PROMPT> Copy exactly, and only, the lines from the line containing "out.put_u64(iov.addr);" through the last line of the records below, both included.

Collected data entries
§
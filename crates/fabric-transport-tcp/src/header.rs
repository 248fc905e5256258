//! 报文头线格式。
//!
//! # 布局（What）
//! 基础头固定 16 字节，多字节字段使用网络字节序：
//!
//! ```text
//! 0        1      2          4         5             6             7      8
//! +--------+------+----------+---------+-------------+-------------+------+-----------+
//! |version |  op  |  flags   | op_data | rma_iov_cnt | payload_off | rsvd | size (u64)|
//! +--------+------+----------+---------+-------------+-------------+------+-----------+
//! ```
//!
//! - `payload_off`：报文头总长度（基础头 + 扩展头），也是负载的起始偏移；
//! - `size`：整条消息长度（报文头 + 负载）；
//! - `payload_off` 大于 16 时，紧随其后的是扩展头：`REMOTE_CQ_DATA` 置位时先有 8 字节
//!   远端完成数据，然后是 `rma_iov_cnt` 个 24 字节的 RMA 描述符。

use bytes::{Buf, BufMut};

use crate::error::TransferError;

/// 基础头长度。
pub const BASE_HEADER_SIZE: usize = 16;

/// 报文头存储容量上限，`payload_off` 不得超过该值。
pub const MAX_HEADER_SIZE: usize = 128;

/// 单个 RMA 描述符的编码长度。
pub const RMA_IOV_SIZE: usize = 24;

/// 当前协议版本。
pub const PROTOCOL_VERSION: u8 = 3;

/// 报文头标志位。
pub mod flags {
    /// 扩展头携带 8 字节远端完成数据。
    pub const REMOTE_CQ_DATA: u16 = 1 << 0;
    /// 请求投递完成语义。
    pub const DELIVERY_COMPLETE: u16 = 1 << 1;
    /// 请求提交完成语义。
    pub const COMMIT_COMPLETE: u16 = 1 << 2;
}

/// 报文操作码。
#[derive(Debug, Clone, Copy, PartialEq, Eq)]
#[repr(u8)]
pub enum Op {
    Msg = 0,
    ReadReq = 1,
    ReadRsp = 2,
    Write = 3,
}

impl TryFrom<u8> for Op {
    type Error = u8;

    fn try_from(value: u8) -> Result<Self, Self::Error> {
        match value {
            0 => Ok(Op::Msg),
            1 => Ok(Op::ReadReq),
            2 => Ok(Op::ReadRsp),
            3 => Ok(Op::Write),
            other => Err(other),
        }
    }
}

/// 解码后的基础头。
#[derive(Debug, Clone, Copy, PartialEq, Eq)]
pub struct BaseHeader {
    pub version: u8,
    pub op: u8,
    pub flags: u16,
    pub op_data: u8,
    pub rma_iov_cnt: u8,
    pub payload_off: u8,
    pub size: u64,
}

impl BaseHeader {
    /// 构造一个不带扩展头的 `Msg` 报文头。
    pub fn msg(payload_len: usize) -> Self {
        Self {
            version: PROTOCOL_VERSION,
            op: Op::Msg as u8,
            flags: 0,
            op_data: 0,
            rma_iov_cnt: 0,
            payload_off: BASE_HEADER_SIZE as u8,
            size: (BASE_HEADER_SIZE + payload_len) as u64,
        }
    }

    /// 从至少 16 字节的切片解码。
    pub fn decode(mut bytes: &[u8]) -> Self {
        debug_assert!(bytes.len() >= BASE_HEADER_SIZE);
        let version = bytes.get_u8();
        let op = bytes.get_u8();
        let flags = bytes.get_u16();
        let op_data = bytes.get_u8();
        let rma_iov_cnt = bytes.get_u8();
        let payload_off = bytes.get_u8();
        let _rsvd = bytes.get_u8();
        let size = bytes.get_u64();
        Self {
            version,
            op,
            flags,
            op_data,
            rma_iov_cnt,
            payload_off,
            size,
        }
    }

    /// 编码到 `out` 末尾。
    pub fn encode<B: BufMut>(&self, out: &mut B) {
        out.put_u8(self.version);
        out.put_u8(self.op);
        out.put_u16(self.flags);
        out.put_u8(self.op_data);
        out.put_u8(self.rma_iov_cnt);
        out.put_u8(self.payload_off);
        out.put_u8(0);
        out.put_u64(self.size);
    }

    pub fn op(&self) -> Result<Op, u8> {
        Op::try_from(self.op)
    }

    /// 报文头总长度。
    pub fn header_len(&self) -> usize {
        self.payload_off as usize
    }

    /// 校验长度字段并返回负载长度。
    ///
    /// `payload_off` 必须落在 `[BASE_HEADER_SIZE, MAX_HEADER_SIZE]` 内且不超过 `size`。
    pub fn payload_len(&self) -> Result<usize, TransferError> {
        let header_len = self.header_len();
        if !(BASE_HEADER_SIZE..=MAX_HEADER_SIZE).contains(&header_len)
            || self.size < header_len as u64
        {
            return Err(TransferError::InvalidHeader {
                payload_off: header_len,
                size: self.size,
            });
        }
        usize::try_from(self.size - header_len as u64).map_err(|_| TransferError::InvalidHeader {
            payload_off: header_len,
            size: self.size,
        })
    }
}

/// RMA 描述符。
#[derive(Debug, Clone, Copy, PartialEq, Eq)]
pub struct RmaIov {
    pub addr: u64,
    pub len: u64,
    pub key: u64,
}

/// 扩展头内容。
#[derive(Debug, Clone, Default, PartialEq, Eq)]
pub struct ExtendedHeader {
    pub cq_data: Option<u64>,
    pub rma_iov: Vec<RmaIov>,
}

impl ExtendedHeader {
    /// 编码后的长度。
    pub fn encoded_len(&self) -> usize {
        self.cq_data.map_or(0, |_| 8) + self.rma_iov.len() * RMA_IOV_SIZE
    }

    /// 按基础头的标志与计数解码扩展头区域。
    ///
    /// 区域长度不足以容纳声明的字段时返回 [`TransferError::InvalidHeader`]。
    pub fn decode(base: &BaseHeader, mut bytes: &[u8]) -> Result<Self, TransferError> {
        let cq_len = if base.flags & flags::REMOTE_CQ_DATA != 0 { 8 } else { 0 };
        let needed = cq_len + base.rma_iov_cnt as usize * RMA_IOV_SIZE;
        if bytes.len() < needed {
            return Err(TransferError::InvalidHeader {
                payload_off: base.header_len(),
                size: base.size,
            });
        }
        let cq_data = (cq_len > 0).then(|| bytes.get_u64());
        let rma_iov = (0..base.rma_iov_cnt)
            .map(|_| RmaIov {
                addr: bytes.get_u64(),
                len: bytes.get_u64(),
                key: bytes.get_u64(),
            })
            .collect();
        Ok(Self { cq_data, rma_iov })
    }

    pub fn encode<B: BufMut>(&self, out: &mut B) {
        if let Some(data) = self.cq_data {
            out.put_u64(data);
        }
        for iov in &self.rma_iov {
            out.put_u64(iov.addr);
            out.put_u64(iov.len);
            out.put_u64(iov.key);
        }
    }
}

/// 编码完整报文头：基础头的 `payload_off`、`flags`、`rma_iov_cnt` 按扩展头自动填写，
/// `size` 随报文头长度调整，负载长度保持不变。
///
/// 扩展头使总长度超过 [`MAX_HEADER_SIZE`] 时返回 [`TransferError::InvalidHeader`]，
/// 此时 `out` 不被写入。
pub fn encode_header<B: BufMut>(
    mut base: BaseHeader,
    ext: &ExtendedHeader,
    out: &mut B,
) -> Result<(), TransferError> {
    let header_len = BASE_HEADER_SIZE + ext.encoded_len();
    if header_len > MAX_HEADER_SIZE {
        return Err(TransferError::InvalidHeader {
            payload_off: header_len,
            size: base.size,
        });
    }
    let payload_len = base.size.saturating_sub(base.header_len() as u64);
    base.payload_off = header_len as u8;
    base.size = header_len as u64 + payload_len;
    base.rma_iov_cnt = ext.rma_iov.len() as u8;
    if ext.cq_data.is_some() {
        base.flags |= flags::REMOTE_CQ_DATA;
    } else {
        base.flags &= !flags::REMOTE_CQ_DATA;
    }
    base.encode(out);
    ext.encode(out);
    Ok(())
}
§
YOUR RESPONSE>
            out.put_u64(iov.addr);
            out.put_u64(iov.len);
            out.put_u64(iov.key);
        }
    }
}

/// 编码完整报文头：基础头的 `payload_off`、`flags`、`rma_iov_cnt` 按扩展头自动填写，
/// `size` 随报文头长度调整，负载长度保持不变。
///
/// 扩展头使总长度超过 [`MAX_HEADER_SIZE`] 时返回 [`TransferError::InvalidHeader`]，
/// 此时 `out` 不被写入。
pub fn encode_header<B: BufMut>(
    mut base: BaseHeader,
    ext: &ExtendedHeader,
    out: &mut B,
) -> Result<(), TransferError> {
    let header_len = BASE_HEADER_SIZE + ext.encoded_len();
    if header_len > MAX_HEADER_SIZE {
        return Err(TransferError::InvalidHeader {
            payload_off: header_len,
            size: base.size,
        });
    }
    let payload_len = base.size.saturating_sub(base.header_len() as u64);
    base.payload_off = header_len as u8;
    base.size = header_len as u64 + payload_len;
    base.rma_iov_cnt = ext.rma_iov.len() as u8;
    if ext.cq_data.is_some() {
        base.flags |= flags::REMOTE_CQ_DATA;
    } else {
        base.flags &= !flags::REMOTE_CQ_DATA;
    }
    base.encode(out);
    ext.encode(out);
    Ok(())
}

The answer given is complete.